Second, the survey is cross-sectional rather than longitudinal. That is, individuals were interviewed only once and were not followed for additional interviews in subsequent years. Each year’s survey provides an overview of the prevalence of drug use at a specific point in time, rather than a view of how drug use changes over time for specific individuals. Measures such as age at first use are based on the respondent’s memory, not past measurements of substance use.
Third, because the target population of the survey is defined as the civilian, noninstitutionalized population of the United States, a small proportion (less than two percent) of the population is excluded. The subpopulations excluded are active-duty members of the military, individuals in institutional group quarters (such as hospitals, prisons, nursing homes, and treatment centers), and homeless people not in shelters. If the drug use or mental illness of these groups differs from that of the civilian, noninstitutionalized population, NSDUH may provide slightly inaccurate estimates of substance use and mental health in the total population. This may be particularly true for prevalence estimates for less commonly used drugs, such as heroin.

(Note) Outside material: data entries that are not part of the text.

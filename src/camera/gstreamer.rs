use super::CameraDevice;
use crate::config::CameraConfig;
use crate::error::CameraError;
use async_trait::async_trait;
use gstreamer::prelude::*;
use std::path::{Path, PathBuf};
use std::time::Duration;
use tokio::fs;
use tracing::{debug, info};

/// Single-frame capture through a short-lived GStreamer pipeline
pub struct GstreamerCamera {
    device: String,
    resolution: (u32, u32),
    quality: u8,
    capture_timeout: Duration,
}

impl GstreamerCamera {
    pub fn new(config: &CameraConfig) -> Result<Self, CameraError> {
        gstreamer::init().map_err(|e| CameraError::DeviceOpen {
            device: config.device_path(),
            details: format!("Failed to initialize GStreamer: {}", e),
        })?;

        Ok(Self {
            device: config.device_path(),
            resolution: config.resolution,
            quality: config.quality,
            capture_timeout: config.capture_timeout(),
        })
    }

    fn build_pipeline_string(&self, target: &Path) -> String {
        let (width, height) = self.resolution;
        format!(
            "v4l2src device={} num-buffers=1 ! \
             videoconvert ! videoscale ! video/x-raw,width={},height={} ! \
             jpegenc quality={} ! filesink location=\"{}\"",
            self.device,
            width,
            height,
            self.quality,
            target.display()
        )
    }

    fn run_pipeline(description: String, wait: Duration) -> Result<(), CameraError> {
        let pipeline =
            gstreamer::parse::launch(&description).map_err(|e| CameraError::CaptureFailed {
                details: format!("Failed to create pipeline: {}", e),
            })?;

        let bus = pipeline.bus().ok_or_else(|| CameraError::CaptureFailed {
            details: "Pipeline has no bus".to_string(),
        })?;

        pipeline
            .set_state(gstreamer::State::Playing)
            .map_err(|e| CameraError::CaptureFailed {
                details: format!("Failed to start pipeline: {}", e),
            })?;

        let message = bus.timed_pop_filtered(
            gstreamer::ClockTime::from_mseconds(wait.as_millis() as u64),
            &[gstreamer::MessageType::Eos, gstreamer::MessageType::Error],
        );

        let result = match message {
            Some(message) => match message.view() {
                gstreamer::MessageView::Eos(..) => Ok(()),
                gstreamer::MessageView::Error(err) => Err(CameraError::CaptureFailed {
                    details: err.error().to_string(),
                }),
                _ => Ok(()),
            },
            None => Err(CameraError::Timeout(wait)),
        };

        let _ = pipeline.set_state(gstreamer::State::Null);
        result
    }
}

#[async_trait]
impl CameraDevice for GstreamerCamera {
    fn describe(&self) -> String {
        format!(
            "gstreamer v4l2src on {} ({}x{}, quality {})",
            self.device, self.resolution.0, self.resolution.1, self.quality
        )
    }

    async fn probe(&self) -> Result<(), CameraError> {
        fs::metadata(&self.device)
            .await
            .map_err(|e| CameraError::DeviceOpen {
                device: self.device.clone(),
                details: e.to_string(),
            })?;

        info!("Camera ready: {}", self.describe());
        Ok(())
    }

    async fn capture(&self, target: &Path) -> Result<(), CameraError> {
        let description = self.build_pipeline_string(target);
        debug!("Launching GStreamer pipeline: {}", description);

        let wait = self.capture_timeout;
        tokio::task::spawn_blocking(move || Self::run_pipeline(description, wait))
            .await
            .map_err(|e| CameraError::CaptureFailed {
                details: format!("Capture task failed: {}", e),
            })??;

        let target: PathBuf = target.to_path_buf();
        match fs::metadata(&target).await {
            Ok(meta) if meta.len() > 0 => Ok(()),
            _ => Err(CameraError::EmptyImage {
                path: target.display().to_string(),
            }),
        }
    }
}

Finally, changes in the methodology of the survey over time has limited the comparability of the estimates across years. Trends in drug use and mental health indicators have multiple breaks, in which the estimates before and after cannot be compared.
The estimates yielded by NSDUH are based on sample survey data rather than on complete data for the entire population. This means that the data must be weighted to obtain unbiased estimates for survey outcomes in the population represented by the survey.
For methodological information for a particular year or date range, including how to use the weights and stratification variables to get accurate estimates, please check the codebook for a specific data set from the sidebar to the right.
General information can also be found in the Methodological Summary and Definitions Reports.